Les critiques de la démocratie sont vite suspectes aujourd'hui où, d'un peu tous côtés, des partis autoritaires annoncent sa mort. «Pas d'émotion au malade» est le mot d'ordre dans les milieux de gauche. Conservons-le, avec sa maladie bien dissimulée: il en serait trop secoué si on la lui révélait. Et puis, que dirait-on dans le quartier?

Ce n'est pas le malade qui est condamné, ce sont les gardes-malades et leur régime. Des hommes ayant un sens populaire authentique - les fondateurs, après tout, de l'idée républicaine et socialiste dans ce qu'elle a de plus virulent, ont porté à la démocratie toutes les critiques que de petits jeunes gens distingués vous tirent aujourd'hui de leur poche avec des airs profonds. Il lest temps de réhabiliter cette critique avec, à l'adresse des satisfaits de gauche, sa hauteur de ton, et à l'adresse des satisfaits de droite, son vrai sens populaire. Ici nos auteurs sont inépuisables.

Proudhon, le philosophe de la bande, va droit aux principes. Frappé peut-être par la parenté des idées de volonté ou de pouvoir, ou par la liaison, de Rousseau aux Allemands, entre les conceptions autoritaires de l'État et une théorie volontariste du droit, il s'attaque directement à la théorie de la souveraineté populaire: fondant le droit sur une volonté, fût-elle générale, elle l'établit d'emblée dans l'arbitraire: car enfin, ou il faut obéir toujours à la volonté populaire, même quand elle se trompe, et où est la raison? ou il peut être dans certains cas du devoir d'un gouvernement de lui résister, et où est la souveraineté inaliénable du peuple? La raison est la seule règle digne de l'homme, seule elle garantit l'autonomie de chacun parce qu'elle est la loi de tous et libération pour tous. «La loi peut n'avoir sa source dans aucune volonté, ni du peuple, ni de ses représentants, mais bien dans la reconnaissance de la vérité par la raison.» En fondant sa règle sur la volonté générale, la démocratie est aveugle de naissance.

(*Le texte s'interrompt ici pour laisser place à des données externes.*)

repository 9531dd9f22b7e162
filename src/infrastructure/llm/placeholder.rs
use async_trait::async_trait;

use crate::application::ports::{Summarizer, SummarizerError};
use crate::domain::StoredFile;

pub const PLACEHOLDER_SUMMARY: &str =
    "This is a test summary (file was uploaded successfully)";

/// Summarizer that answers with a fixed string and never calls out.
pub struct PlaceholderSummarizer;

#[async_trait]
impl Summarizer for PlaceholderSummarizer {
    async fn summarize(&self, file: &StoredFile) -> Result<String, SummarizerError> {
        tracing::debug!(stored_name = %file.stored_name, "Returning placeholder summary");
        Ok(PLACEHOLDER_SUMMARY.to_string())
    }
}
pub mod llm;
pub mod observability;
pub mod storage;
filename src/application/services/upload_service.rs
use std::io;
use std::sync::Arc;

use bytes::Bytes;
use futures::stream::BoxStream;

use crate::application::ports::{UploadStore, UploadStoreError};
use crate::domain::{generate_stored_name, is_supported_audio, StoredFile};

/// Multipart field name the client must use for the file part.
pub const AUDIO_FIELD: &str = "audio";

/// Receives one upload: applies the acceptance policy, generates the stored
/// name, and streams the bytes to the store. Validation short-circuits
/// before any byte is written.
pub struct UploadService {
    store: Arc<dyn UploadStore>,
    max_upload_bytes: u64,
}

#[derive(Debug, thiserror::Error)]
pub enum UploadError {
    #[error("No audio file uploaded")]
    MissingFile,
    #[error("Only audio files are allowed (got {mime_type} for \"{original_name}\")")]
    UnsupportedType {
        mime_type: String,
        original_name: String,
    },
    #[error("File exceeds the {limit_bytes} byte upload limit")]
    TooLarge { limit_bytes: u64 },
    #[error("Upload failed")]
    UploadFailed(#[source] UploadStoreError),
}

impl UploadService {
    pub fn new(store: Arc<dyn UploadStore>, max_upload_bytes: u64) -> Self {
        Self {
            store,
            max_upload_bytes,
        }
    }

    pub async fn receive(
        &self,
        original_name: &str,
        mime_type: &str,
        stream: BoxStream<'_, Result<Bytes, io::Error>>,
    ) -> Result<StoredFile, UploadError> {
        if !is_supported_audio(mime_type, original_name) {
            tracing::warn!(
                mime_type = %mime_type,
                original_name = %original_name,
                "Rejected upload: not an audio file"
            );
            return Err(UploadError::UnsupportedType {
                mime_type: mime_type.to_string(),
                original_name: original_name.to_string(),
            });
        }

        let stored_name = generate_stored_name(AUDIO_FIELD, original_name);

        let size_bytes = self
            .store
            .store(&stored_name, stream, Some(self.max_upload_bytes))
            .await
            .map_err(|e| match e {
                UploadStoreError::TooLarge { limit } => UploadError::TooLarge { limit_bytes: limit },
                other => UploadError::UploadFailed(other),
            })?;

        tracing::info!(
            stored_name = %stored_name,
            original_name = %original_name,
            size_bytes,
            "Upload stored"
        );

        Ok(StoredFile::new(
            stored_name,
            original_name.to_string(),
            mime_type.to_string(),
            size_bytes,
        ))
    }
}
mod init_tracing;
mod request_id;

pub use init_tracing::{init_tracing, TracingConfig};
pub use request_id::{request_id_middleware, RequestId, REQUEST_ID_HEADER};
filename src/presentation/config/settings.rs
use serde::Deserialize;

const DEFAULT_PORT: u16 = 8080;
const DEFAULT_UPLOAD_DIR: &str = "uploads";
const DEFAULT_MAX_FILE_SIZE_MB: u64 = 10;
const DEFAULT_SUMMARIZER_PROVIDER: &str = "placeholder";
const DEFAULT_OPENAI_BASE_URL: &str = "https://api.openai.com/v1";
const DEFAULT_MODEL: &str = "gpt-4o-mini";
const DEFAULT_MAX_TOKENS: usize = 150;

#[derive(Debug, Clone, Deserialize)]
pub struct Settings {
    pub server: ServerSettings,
    pub upload: UploadSettings,
    pub summarizer: SummarizerSettings,
    pub cors: CorsSettings,
    pub errors: ErrorSettings,
}

#[derive(Debug, Clone, Deserialize)]
pub struct ServerSettings {
    pub host: String,
    pub port: u16,
}

#[derive(Debug, Clone, Deserialize)]
pub struct UploadSettings {
    pub dir: String,
    pub max_file_size_mb: u64,
}

#[derive(Debug, Clone, Deserialize)]
pub struct SummarizerSettings {
    /// `placeholder` or `openai`.
    pub provider: String,
    pub api_key: Option<String>,
    pub base_url: String,
    pub model: String,
    pub max_tokens: usize,
}

#[derive(Debug, Clone, Deserialize)]
pub struct CorsSettings {
    /// Origin allow-list; `*` alone means any origin.
    pub allowed_origins: Vec<String>,
}

#[derive(Debug, Clone, Deserialize)]
pub struct ErrorSettings {
    /// When true, 500 responses carry the internal error detail. Off by
    /// default so I/O failures stay generic toward clients.
    pub expose_details: bool,
}

impl Settings {
    /// Build settings from environment variables, falling back to defaults.
    /// The process environment is the only configuration source.
    pub fn from_env() -> Self {
        Self {
            server: ServerSettings {
                host: env_or("HOST", "0.0.0.0"),
                port: env_parsed("PORT", DEFAULT_PORT),
            },
            upload: UploadSettings {
                dir: env_or("UPLOAD_DIR", DEFAULT_UPLOAD_DIR),
                max_file_size_mb: env_parsed("MAX_UPLOAD_SIZE_MB", DEFAULT_MAX_FILE_SIZE_MB),
            },
            summarizer: SummarizerSettings {
                provider: env_or("SUMMARIZER_PROVIDER", DEFAULT_SUMMARIZER_PROVIDER),
                api_key: std::env::var("OPENAI_API_KEY").ok(),
                base_url: env_or("OPENAI_BASE_URL", DEFAULT_OPENAI_BASE_URL),
                model: env_or("SUMMARIZER_MODEL", DEFAULT_MODEL),
                max_tokens: env_parsed("SUMMARY_MAX_TOKENS", DEFAULT_MAX_TOKENS),
            },
            cors: CorsSettings {
                allowed_origins: env_or("ALLOWED_ORIGINS", "*")
                    .split(',')
                    .map(|s| s.trim().to_string())
                    .filter(|s| !s.is_empty())
                    .collect(),
            },
            errors: ErrorSettings {
                expose_details: std::env::var("EXPOSE_ERROR_DETAILS")
                    .map(|v| v.eq_ignore_ascii_case("true") || v == "1")
                    .unwrap_or(false),
            },
        }
    }

    pub fn max_upload_bytes(&self) -> u64 {
        self.upload.max_file_size_mb * 1024 * 1024
    }
}

fn env_or(key: &str, default: &str) -> String {
    std::env::var(key).unwrap_or_else(|_| default.to_string())
}

fn env_parsed<T: std::str::FromStr>(key: &str, default: T) -> T {
    std::env::var(key)
        .ok()
        .and_then(|v| v.parse().ok())
        .unwrap_or(default)
}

Elle prétend prophétiser, sinon mettre en raisons, la volonté du peuple. Tous nos anarchistes ont un sens très vivant, très organique du peuple. Mais encore, par amour même du peuple vivant, distinguent-ils le peuple légal, celui qui s'exprime, du peuple réel. Que faudrait-il pour que le peuple légal exprimât adéquatement le peuple réel?

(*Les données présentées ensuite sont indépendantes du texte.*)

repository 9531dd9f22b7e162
use async_trait::async_trait;

use crate::domain::StoredFile;

#[async_trait]
pub trait Summarizer: Send + Sync {
    /// Produce summary text for a stored upload.
    ///
    /// No transcription pipeline exists, so implementations work from fixed
    /// stand-in text rather than the audio content.
    async fn summarize(&self, file: &StoredFile) -> Result<String, SummarizerError>;
}

#[derive(Debug, thiserror::Error)]
pub enum SummarizerError {
    #[error("api request failed: {0}")]
    ApiRequestFailed(String),
    #[error("rate limited")]
    RateLimited,
    #[error("invalid response: {0}")]
    InvalidResponse(String),
}
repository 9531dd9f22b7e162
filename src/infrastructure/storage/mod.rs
mod local_store;

pub use local_store::LocalUploadStore;
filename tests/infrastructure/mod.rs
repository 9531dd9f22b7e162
mod storage;
mod settings;

pub use settings::{
    CorsSettings, ErrorSettings, ServerSettings, Settings, SummarizerSettings, UploadSettings,
};
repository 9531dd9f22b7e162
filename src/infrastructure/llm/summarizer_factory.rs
use std::sync::Arc;

use crate::application::ports::Summarizer;
use crate::presentation::config::SummarizerSettings;

use super::{OpenAiSummarizer, PlaceholderSummarizer};

#[derive(Debug, thiserror::Error)]
pub enum SummarizerConfigError {
    #[error("unknown summarizer provider: {0}. Expected: placeholder or openai")]
    UnknownProvider(String),
    #[error("api_key required for the openai provider")]
    MissingApiKey,
}

pub fn create_summarizer(
    settings: &SummarizerSettings,
) -> Result<Arc<dyn Summarizer>, SummarizerConfigError> {
    match settings.provider.as_str() {
        "placeholder" => Ok(Arc::new(PlaceholderSummarizer)),
        "openai" => {
            let api_key = settings
                .api_key
                .clone()
                .filter(|k| !k.is_empty())
                .ok_or(SummarizerConfigError::MissingApiKey)?;
            Ok(Arc::new(OpenAiSummarizer::new(
                settings.base_url.clone(),
                api_key,
                settings.model.clone(),
                settings.max_tokens,
            )))
        }
        other => Err(SummarizerConfigError::UnknownProvider(other.to_string())),
    }
}
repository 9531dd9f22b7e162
use std::sync::Arc;

use crate::application::ports::Summarizer;
use crate::application::services::UploadService;
use crate::presentation::config::Settings;

pub struct AppState<S: ?Sized>
where
    S: Summarizer,
{
    pub upload_service: Arc<UploadService>,
    pub summarizer: Arc<S>,
    pub settings: Settings,
}

impl<S: ?Sized> Clone for AppState<S>
where
    S: Summarizer,
{
    fn clone(&self) -> Self {
        Self {
            upload_service: Arc::clone(&self.upload_service),
            summarizer: Arc::clone(&self.summarizer),
            settings: self.settings.clone(),
        }
    }
}
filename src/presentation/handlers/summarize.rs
use std::io;

use axum::extract::{Multipart, State};
use axum::http::StatusCode;
use axum::response::{IntoResponse, Response};
use axum::Json;
use futures::TryStreamExt;
use serde::Serialize;

use crate::application::ports::Summarizer;
use crate::application::services::{UploadError, AUDIO_FIELD};
use crate::domain::StoredFile;
use crate::presentation::state::AppState;

#[derive(Serialize)]
pub struct SummarizeResponse {
    pub status: String,
    pub summary: String,
    #[serde(rename = "fileInfo")]
    pub file_info: FileInfo,
}

#[derive(Serialize)]
pub struct FileInfo {
    pub filename: String,
    #[serde(rename = "originalName")]
    pub original_name: String,
    pub mimetype: String,
    pub size: u64,
}

impl From<&StoredFile> for FileInfo {
    fn from(file: &StoredFile) -> Self {
        Self {
            filename: file.stored_name.clone(),
            original_name: file.original_name.clone(),
            mimetype: file.mime_type.clone(),
            size: file.size_bytes,
        }
    }
}

#[derive(Serialize)]
pub struct ErrorResponse {
    pub error: String,
    #[serde(skip_serializing_if = "Option::is_none")]
    pub details: Option<String>,
}

#[tracing::instrument(skip(state, multipart))]
pub async fn summarize_handler<S>(
    State(state): State<AppState<S>>,
    mut multipart: Multipart,
) -> Response
where
    S: Summarizer + 'static + ?Sized,
{
    loop {
        let field = match multipart.next_field().await {
            Ok(Some(f)) => f,
            Ok(None) => {
                tracing::warn!("Summarize request without an audio part");
                return upload_error_response(
                    &UploadError::MissingFile,
                    state.settings.errors.expose_details,
                );
            }
            Err(e) => {
                tracing::error!(error = %e, "Failed to read multipart body");
                return (
                    StatusCode::BAD_REQUEST,
                    Json(ErrorResponse {
                        error: format!("Failed to read multipart body: {}", e),
                        details: None,
                    }),
                )
                    .into_response();
            }
        };

        // Only the designated part is consumed; anything else is drained.
        if field.name() != Some(AUDIO_FIELD) {
            tracing::debug!(field = ?field.name(), "Ignoring non-audio part");
            continue;
        }

        let original_name = field.file_name().unwrap_or("unknown").to_string();
        let mime_type = field
            .content_type()
            .unwrap_or("application/octet-stream")
            .to_string();

        tracing::debug!(
            original_name = %original_name,
            mime_type = %mime_type,
            "Processing audio upload"
        );

        let stream = Box::pin(field.map_err(io::Error::other));

        let stored = match state
            .upload_service
            .receive(&original_name, &mime_type, stream)
            .await
        {
            Ok(stored) => stored,
            Err(e) => return upload_error_response(&e, state.settings.errors.expose_details),
        };

        return match state.summarizer.summarize(&stored).await {
            Ok(summary) => (
                StatusCode::OK,
                Json(SummarizeResponse {
                    status: "success".to_string(),
                    summary,
                    file_info: FileInfo::from(&stored),
                }),
            )
                .into_response(),
            Err(e) => {
                // The file is already on disk at this point; no cleanup.
                tracing::error!(error = %e, stored_name = %stored.stored_name, "Summarization failed");
                (
                    StatusCode::INTERNAL_SERVER_ERROR,
                    Json(ErrorResponse {
                        error: "Summarization failed".to_string(),
                        details: Some(e.to_string()),
                    }),
                )
                    .into_response()
            }
        };
    }
}

fn upload_error_response(err: &UploadError, expose_details: bool) -> Response {
    let (status, message, details) = match err {
        UploadError::MissingFile | UploadError::UnsupportedType { .. } | UploadError::TooLarge { .. } => {
            (StatusCode::BAD_REQUEST, err.to_string(), None)
        }
        UploadError::UploadFailed(source) => {
            tracing::error!(error = %source, "Upload failed");
            (
                StatusCode::INTERNAL_SERVER_ERROR,
                "Upload failed".to_string(),
                expose_details.then(|| source.to_string()),
            )
        }
    };

    (
        status,
        Json(ErrorResponse {
            error: message,
            details,
        }),
    )
        .into_response()
}
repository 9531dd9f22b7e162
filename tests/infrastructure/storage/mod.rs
mod local_store_test;
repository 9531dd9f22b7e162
use std::path::Path;

/// Filename extensions accepted when the declared MIME type is not `audio/*`.
pub const ALLOWED_EXTENSIONS: [&str; 5] = ["mp3", "wav", "m4a", "aac", "ogg"];

/// Acceptance policy for uploaded files: either the declared MIME type is an
/// audio type, or the original filename carries a known audio extension.
pub fn is_supported_audio(mime_type: &str, original_name: &str) -> bool {
    if mime_type.starts_with("audio/") {
        return true;
    }

    Path::new(original_name)
        .extension()
        .and_then(|ext| ext.to_str())
        .map(|ext| {
            let ext = ext.to_ascii_lowercase();
            ALLOWED_EXTENSIONS.contains(&ext.as_str())
        })
        .unwrap_or(false)
}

Il lui faudrait d'abord la capacité politique, c'est-à-dire:

1° Qu'il ait conscience de lui-même comme classe, de son droit et de sa force, et les affirme.
2° Qu'il dégage et affirme son idée, celle qui lui donne un sens, une mission, des buts.
3° Qu'il sache en déduire les conclusions pratiques de tactique, de réalisations à venir, etc.

Le peuple a-t-il aujourd'hui ces trois capacités? En 1864, Proudhon, sur le premier point, répondait «oui» ; sur le second : «oui, mais confusément» ; sur le troisième : «non» . L'intelligence politique des classes ouvrières a fait des progrès depuis lors: mais les fascismes auraient-ils été aussi aisément plébiscités si ces trois exigences avaient, en 1920-1930, affirmé leur vitalité dans les principaux prolétariats du monde ? C'est en idéalisant le peuple qu'on l'a perdu. Sans se contredire, Proudhon pouvait écrire à Madier-Monjau : «Vous avez le culte du peuple, mon cher Madier, il faut absolument vous défaire de cette fausse religion...» Et encore : «Ce que nous entendons par Peuple est toujours et nécessairement la partie la moins avancée des Sociétés, partant la plus ignorante, la plus lâche, la plus ingrate.» [Proudhon, Correspondance]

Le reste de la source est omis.